De rechtbank heeft het beroep van betrokkene gegrond verklaard en het bestreden besluit vernietigd. De rechtbank heeft daartoe - kort samengevat - overwogen dat artikel 1.5, tweede lid, van de Wet studiefinanciering 2000 (Wsf 2000) wegens strijd met artikel 6 van het Europees verdrag tot bescherming van de rechten van de mens en de fundamentele vrijheden (EVRM) buiten toepassing dient te blijven.
Appellante keert zich terecht tegen dit oordeel van de rechtbank.
Zoals de Raad inmiddels in tal van hoger beroepen tegen uitspraken van de rechtbanken Assen, Groningen en Leeuwarden als zijn oordeel te kennen heeft gegeven (bijvoorbeeld CRvB 02-12-2005, 05/2811, LJN: AU7521) hebben omzettingsbesluiten als bedoeld in artikel 1.5, tweede lid van de Wsf 2000 een zuiver reparatoir karakter, zodat buiten toepassing laten van dit wettelijk voorschrift wegens strijd met artikel 6 EVRM niet aan de orde is.
Dit brengt mee dat de aangevallen uitspraak moet worden vernietigd en dat alsnog een inhoudelijk oordeel over het bestreden besluit moet worden gegeven.
Betrokkene heeft aangevoerd dat zij zich in september 2004 in de GBA Veendam heeft laten inschrijven en dat zij haar juiste woonadres ([adres 3] te [woonplaats]) bij schrijven van 21 september 2004, derhalve binnen de gestelde termijn van vier weken, heeft doorgegeven.
Appellante heeft de ontvangst van de brief van 21 september 2004 betwist. Betrokkene kan niet aantonen dat zij die brief inderdaad heeft verzonden. Onder deze omstandigheden kan niet als vaststaand worden aangenomen dat betrokkene de discrepantie tussen het GBA-adres en het opgegeven woonadres binnen vier weken heeft opgegeven.

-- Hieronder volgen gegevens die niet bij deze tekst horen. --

use std::{
    collections::BTreeMap,
    sync::atomic::{AtomicU64, Ordering},
};

use async_trait::async_trait;
use tokio::sync::RwLock;

use crate::domain::{
    models::{NewOrder, OrderView},
    store::OrderStore,
};

/// Process-local order table. Ids start at 1 and are never reused.
#[derive(Default)]
pub struct MemoryOrderStore {
    next_id: AtomicU64,
    orders: RwLock<BTreeMap<u64, OrderView>>,
}

impl MemoryOrderStore {
    #[must_use]
    pub fn new() -> Self {
        Self::default()
    }
}

#[async_trait]
impl OrderStore for MemoryOrderStore {
    async fn insert(&self, order: NewOrder) -> anyhow::Result<OrderView> {
        let id = self.next_id.fetch_add(1, Ordering::Relaxed) + 1;
        let view = OrderView {
            id,
            customer: order.customer,
            product: order.product,
            qty: order.qty,
        };

        self.orders.write().await.insert(id, view.clone());
        Ok(view)
    }

    async fn get(&self, id: u64) -> anyhow::Result<Option<OrderView>> {
        Ok(self.orders.read().await.get(&id).cloned())
    }

    async fn list(&self) -> anyhow::Result<Vec<OrderView>> {
        Ok(self.orders.read().await.values().cloned().collect())
    }
}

Hieruit volgt dat het inleidende beroep alsnog ongegrond moet worden verklaard.
Door de vernietiging van de aangevallen uitspraak ontvalt de grondslag aan het ter uitvoering van die uitspraak gegeven nadere besluit van 21 juli 2005. Daarom dient dat besluit te worden vernietigd.
Er zijn geen termen aanwezig voor vergoeding van proceskosten.
De Centrale Raad van Beroep;
Vernietigt de aangevallen uitspraak;
Vernietigt het nadere besluit van 21 juli 2005;
Verklaart het inleidende beroep alsnog ongegrond.
Deze uitspraak is gedaan door J. Janssen. De beslissing is, in tegenwoordigheid van N.E. Nijdam als griffier, uitgesproken in het openbaar op 30 juni 2006.